**DIRECTIONS:**
All entries below must be given again word for word.

[Opening RECORDS FOR THIS TASK section]

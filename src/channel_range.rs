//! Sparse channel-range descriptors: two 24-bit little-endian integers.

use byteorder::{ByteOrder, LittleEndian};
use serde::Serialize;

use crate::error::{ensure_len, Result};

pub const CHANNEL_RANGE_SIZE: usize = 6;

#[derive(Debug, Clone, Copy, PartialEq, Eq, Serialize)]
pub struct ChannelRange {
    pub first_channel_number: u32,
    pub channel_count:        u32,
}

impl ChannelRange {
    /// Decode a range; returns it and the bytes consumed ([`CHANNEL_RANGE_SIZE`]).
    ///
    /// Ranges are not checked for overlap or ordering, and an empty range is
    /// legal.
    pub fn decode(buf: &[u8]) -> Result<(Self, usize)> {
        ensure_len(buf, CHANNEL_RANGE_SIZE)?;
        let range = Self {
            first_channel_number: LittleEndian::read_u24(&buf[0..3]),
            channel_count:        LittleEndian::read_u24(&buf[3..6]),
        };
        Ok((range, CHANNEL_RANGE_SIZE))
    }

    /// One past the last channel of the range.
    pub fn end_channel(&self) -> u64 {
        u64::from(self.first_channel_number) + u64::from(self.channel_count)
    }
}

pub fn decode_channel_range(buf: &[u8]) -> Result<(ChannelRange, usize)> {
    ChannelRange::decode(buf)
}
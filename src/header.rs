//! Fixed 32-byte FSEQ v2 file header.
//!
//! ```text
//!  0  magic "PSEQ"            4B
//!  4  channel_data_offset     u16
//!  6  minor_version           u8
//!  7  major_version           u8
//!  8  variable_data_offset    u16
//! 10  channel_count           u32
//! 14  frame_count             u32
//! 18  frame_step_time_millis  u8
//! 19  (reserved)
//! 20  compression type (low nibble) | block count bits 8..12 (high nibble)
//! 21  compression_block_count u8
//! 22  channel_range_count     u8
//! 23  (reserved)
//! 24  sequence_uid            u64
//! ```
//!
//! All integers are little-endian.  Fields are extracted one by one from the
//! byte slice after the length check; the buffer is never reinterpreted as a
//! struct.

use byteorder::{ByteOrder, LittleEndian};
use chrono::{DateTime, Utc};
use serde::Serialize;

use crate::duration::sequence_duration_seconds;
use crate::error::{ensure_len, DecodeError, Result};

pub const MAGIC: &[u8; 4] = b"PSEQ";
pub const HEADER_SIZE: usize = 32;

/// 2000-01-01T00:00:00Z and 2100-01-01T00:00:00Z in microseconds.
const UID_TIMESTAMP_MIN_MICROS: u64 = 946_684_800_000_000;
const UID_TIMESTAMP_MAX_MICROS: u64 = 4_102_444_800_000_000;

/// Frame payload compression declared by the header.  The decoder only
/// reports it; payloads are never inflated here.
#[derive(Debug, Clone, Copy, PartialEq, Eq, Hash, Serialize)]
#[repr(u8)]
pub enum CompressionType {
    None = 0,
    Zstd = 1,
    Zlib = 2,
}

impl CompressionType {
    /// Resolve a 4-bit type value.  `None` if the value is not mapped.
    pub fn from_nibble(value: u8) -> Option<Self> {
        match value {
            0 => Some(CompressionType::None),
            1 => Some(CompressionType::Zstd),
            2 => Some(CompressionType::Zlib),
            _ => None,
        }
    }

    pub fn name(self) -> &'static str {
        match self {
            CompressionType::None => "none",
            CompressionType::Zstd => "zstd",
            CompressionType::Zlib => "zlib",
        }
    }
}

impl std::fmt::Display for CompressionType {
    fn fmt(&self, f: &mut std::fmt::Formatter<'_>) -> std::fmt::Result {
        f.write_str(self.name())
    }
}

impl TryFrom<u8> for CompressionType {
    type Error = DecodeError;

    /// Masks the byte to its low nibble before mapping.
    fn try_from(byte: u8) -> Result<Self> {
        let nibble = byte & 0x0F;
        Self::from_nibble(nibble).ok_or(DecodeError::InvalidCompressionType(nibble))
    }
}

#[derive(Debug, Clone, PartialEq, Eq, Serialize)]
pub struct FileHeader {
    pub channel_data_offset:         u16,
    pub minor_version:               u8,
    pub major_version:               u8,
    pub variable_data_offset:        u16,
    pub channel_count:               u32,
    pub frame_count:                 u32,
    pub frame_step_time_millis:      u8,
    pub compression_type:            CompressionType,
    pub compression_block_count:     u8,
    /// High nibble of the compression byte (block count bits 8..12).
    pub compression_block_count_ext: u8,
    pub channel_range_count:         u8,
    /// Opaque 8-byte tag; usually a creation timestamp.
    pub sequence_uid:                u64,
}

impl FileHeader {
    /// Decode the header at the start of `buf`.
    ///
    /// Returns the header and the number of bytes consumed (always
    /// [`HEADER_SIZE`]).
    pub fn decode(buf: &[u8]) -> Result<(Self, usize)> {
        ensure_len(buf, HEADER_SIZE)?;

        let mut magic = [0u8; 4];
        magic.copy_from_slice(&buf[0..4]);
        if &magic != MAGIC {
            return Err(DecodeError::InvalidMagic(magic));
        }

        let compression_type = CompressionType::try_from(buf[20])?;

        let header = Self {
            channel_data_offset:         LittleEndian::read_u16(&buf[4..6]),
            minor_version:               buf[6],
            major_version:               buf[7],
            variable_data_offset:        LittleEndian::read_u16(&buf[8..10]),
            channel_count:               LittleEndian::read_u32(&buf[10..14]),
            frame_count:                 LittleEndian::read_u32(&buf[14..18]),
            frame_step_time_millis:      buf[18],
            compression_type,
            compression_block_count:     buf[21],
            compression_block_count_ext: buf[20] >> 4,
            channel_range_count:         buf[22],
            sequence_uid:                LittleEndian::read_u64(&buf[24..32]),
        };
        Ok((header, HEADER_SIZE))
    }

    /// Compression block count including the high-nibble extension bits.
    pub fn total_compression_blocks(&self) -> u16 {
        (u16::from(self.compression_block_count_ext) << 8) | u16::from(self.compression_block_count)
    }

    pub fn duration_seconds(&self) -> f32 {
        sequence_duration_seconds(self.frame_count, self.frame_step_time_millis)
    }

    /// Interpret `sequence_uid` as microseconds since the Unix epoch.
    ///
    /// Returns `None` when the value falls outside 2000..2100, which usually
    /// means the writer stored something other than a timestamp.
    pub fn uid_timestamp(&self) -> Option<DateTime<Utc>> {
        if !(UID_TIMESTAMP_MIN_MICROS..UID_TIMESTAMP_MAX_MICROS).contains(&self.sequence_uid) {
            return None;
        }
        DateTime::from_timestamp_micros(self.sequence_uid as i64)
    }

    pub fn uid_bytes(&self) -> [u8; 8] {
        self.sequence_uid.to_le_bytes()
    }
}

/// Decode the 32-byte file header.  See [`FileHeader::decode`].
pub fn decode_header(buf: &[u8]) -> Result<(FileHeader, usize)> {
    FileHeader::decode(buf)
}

[Closing RECORDS FOR THIS TASK section]

**ANSWER:**
filename src/channel_range.rs
//! Sparse channel-range descriptors: two 24-bit little-endian integers.

use byteorder::{ByteOrder, LittleEndian};
use serde::Serialize;

use crate::error::{ensure_len, Result};

pub const CHANNEL_RANGE_SIZE: usize = 6;

#[derive(Debug, Clone, Copy, PartialEq, Eq, Serialize)]
pub struct ChannelRange {
    pub first_channel_number: u32,
    pub channel_count:        u32,
}

impl ChannelRange {
    /// Decode a range; returns it and the bytes consumed ([`CHANNEL_RANGE_SIZE`]).
    ///
    /// Ranges are not checked for overlap or ordering, and an empty range is
    /// legal.
    pub fn decode(buf: &[u8]) -> Result<(Self, usize)> {
        ensure_len(buf, CHANNEL_RANGE_SIZE)?;
        let range = Self {
            first_channel_number: LittleEndian::read_u24(&buf[0..3]),
            channel_count:        LittleEndian::read_u24(&buf[3..6]),
        };
        Ok((range, CHANNEL_RANGE_SIZE))
    }

    /// One past the last channel of the range.
    pub fn end_channel(&self) -> u64 {
        u64::from(self.first_channel_number) + u64::from(self.channel_count)
    }
}

pub fn decode_channel_range(buf: &[u8]) -> Result<(ChannelRange, usize)> {
    ChannelRange::decode(buf)
}
filename src/header.rs
//! Fixed 32-byte FSEQ v2 file header.
//!
//! ```text
//!  0  magic "PSEQ"            4B
//!  4  channel_data_offset     u16
//!  6  minor_version           u8
//!  7  major_version           u8
//!  8  variable_data_offset    u16
//! 10  channel_count           u32
//! 14  frame_count             u32
//! 18  frame_step_time_millis  u8
//! 19  (reserved)
//! 20  compression type (low nibble) | block count bits 8..12 (high nibble)
//! 21  compression_block_count u8
//! 22  channel_range_count     u8
//! 23  (reserved)
//! 24  sequence_uid            u64
//! ```
//!
//! All integers are little-endian.  Fields are extracted one by one from the
//! byte slice after the length check; the buffer is never reinterpreted as a
//! struct.

use byteorder::{ByteOrder, LittleEndian};
use chrono::{DateTime, Utc};
use serde::Serialize;

use crate::duration::sequence_duration_seconds;
use crate::error::{ensure_len, DecodeError, Result};

pub const MAGIC: &[u8; 4] = b"PSEQ";
pub const HEADER_SIZE: usize = 32;

/// 2000-01-01T00:00:00Z and 2100-01-01T00:00:00Z in microseconds.
const UID_TIMESTAMP_MIN_MICROS: u64 = 946_684_800_000_000;
const UID_TIMESTAMP_MAX_MICROS: u64 = 4_102_444_800_000_000;

/// Frame payload compression declared by the header.  The decoder only
/// reports it; payloads are never inflated here.
#[derive(Debug, Clone, Copy, PartialEq, Eq, Hash, Serialize)]
#[repr(u8)]
pub enum CompressionType {
    None = 0,
    Zstd = 1,
    Zlib = 2,
}

impl CompressionType {
    /// Resolve a 4-bit type value.  `None` if the value is not mapped.
    pub fn from_nibble(value: u8) -> Option<Self> {
        match value {
            0 => Some(CompressionType::None),
            1 => Some(CompressionType::Zstd),
            2 => Some(CompressionType::Zlib),
            _ => None,
        }
    }

    pub fn name(self) -> &'static str {
        match self {
            CompressionType::None => "none",
            CompressionType::Zstd => "zstd",
            CompressionType::Zlib => "zlib",
        }
    }
}

impl std::fmt::Display for CompressionType {
    fn fmt(&self, f: &mut std::fmt::Formatter<'_>) -> std::fmt::Result {
        f.write_str(self.name())
    }
}

impl TryFrom<u8> for CompressionType {
    type Error = DecodeError;

    /// Masks the byte to its low nibble before mapping.
    fn try_from(byte: u8) -> Result<Self> {
        let nibble = byte & 0x0F;
        Self::from_nibble(nibble).ok_or(DecodeError::InvalidCompressionType(nibble))
    }
}

#[derive(Debug, Clone, PartialEq, Eq, Serialize)]
pub struct FileHeader {
    pub channel_data_offset:         u16,
    pub minor_version:               u8,
    pub major_version:               u8,
    pub variable_data_offset:        u16,
    pub channel_count:               u32,
    pub frame_count:                 u32,
    pub frame_step_time_millis:      u8,
    pub compression_type:            CompressionType,
    pub compression_block_count:     u8,
    /// High nibble of the compression byte (block count bits 8..12).
    pub compression_block_count_ext: u8,
    pub channel_range_count:         u8,
    /// Opaque 8-byte tag; usually a creation timestamp.
    pub sequence_uid:                u64,
}

impl FileHeader {
    /// Decode the header at the start of `buf`.
    ///
    /// Returns the header and the number of bytes consumed (always
    /// [`HEADER_SIZE`]).
    pub fn decode(buf: &[u8]) -> Result<(Self, usize)> {
        ensure_len(buf, HEADER_SIZE)?;

        let mut magic = [0u8; 4];
        magic.copy_from_slice(&buf[0..4]);
        if &magic != MAGIC {
            return Err(DecodeError::InvalidMagic(magic));
        }

        let compression_type = CompressionType::try_from(buf[20])?;

        let header = Self {
            channel_data_offset:         LittleEndian::read_u16(&buf[4..6]),
            minor_version:               buf[6],
            major_version:               buf[7],
            variable_data_offset:        LittleEndian::read_u16(&buf[8..10]),
            channel_count:               LittleEndian::read_u32(&buf[10..14]),
            frame_count:                 LittleEndian::read_u32(&buf[14..18]),
            frame_step_time_millis:      buf[18],
            compression_type,
            compression_block_count:     buf[21],
            compression_block_count_ext: buf[20] >> 4,
            channel_range_count:         buf[22],
            sequence_uid:                LittleEndian::read_u64(&buf[24..32]),
        };
        Ok((header, HEADER_SIZE))
    }

    /// Compression block count including the high-nibble extension bits.
    pub fn total_compression_blocks(&self) -> u16 {
        (u16::from(self.compression_block_count_ext) << 8) | u16::from(self.compression_block_count)
    }

    pub fn duration_seconds(&self) -> f32 {
        sequence_duration_seconds(self.frame_count, self.frame_step_time_millis)
    }

    /// Interpret `sequence_uid` as microseconds since the Unix epoch.
    ///
    /// Returns `None` when the value falls outside 2000..2100, which usually
    /// means the writer stored something other than a timestamp.
    pub fn uid_timestamp(&self) -> Option<DateTime<Utc>> {
        if !(UID_TIMESTAMP_MIN_MICROS..UID_TIMESTAMP_MAX_MICROS).contains(&self.sequence_uid) {
            return None;
        }
        DateTime::from_timestamp_micros(self.sequence_uid as i64)
    }

    pub fn uid_bytes(&self) -> [u8; 8] {
        self.sequence_uid.to_le_bytes()
    }
}

/// Decode the 32-byte file header.  See [`FileHeader::decode`].
pub fn decode_header(buf: &[u8]) -> Result<(FileHeader, usize)> {
    FileHeader::decode(buf)
}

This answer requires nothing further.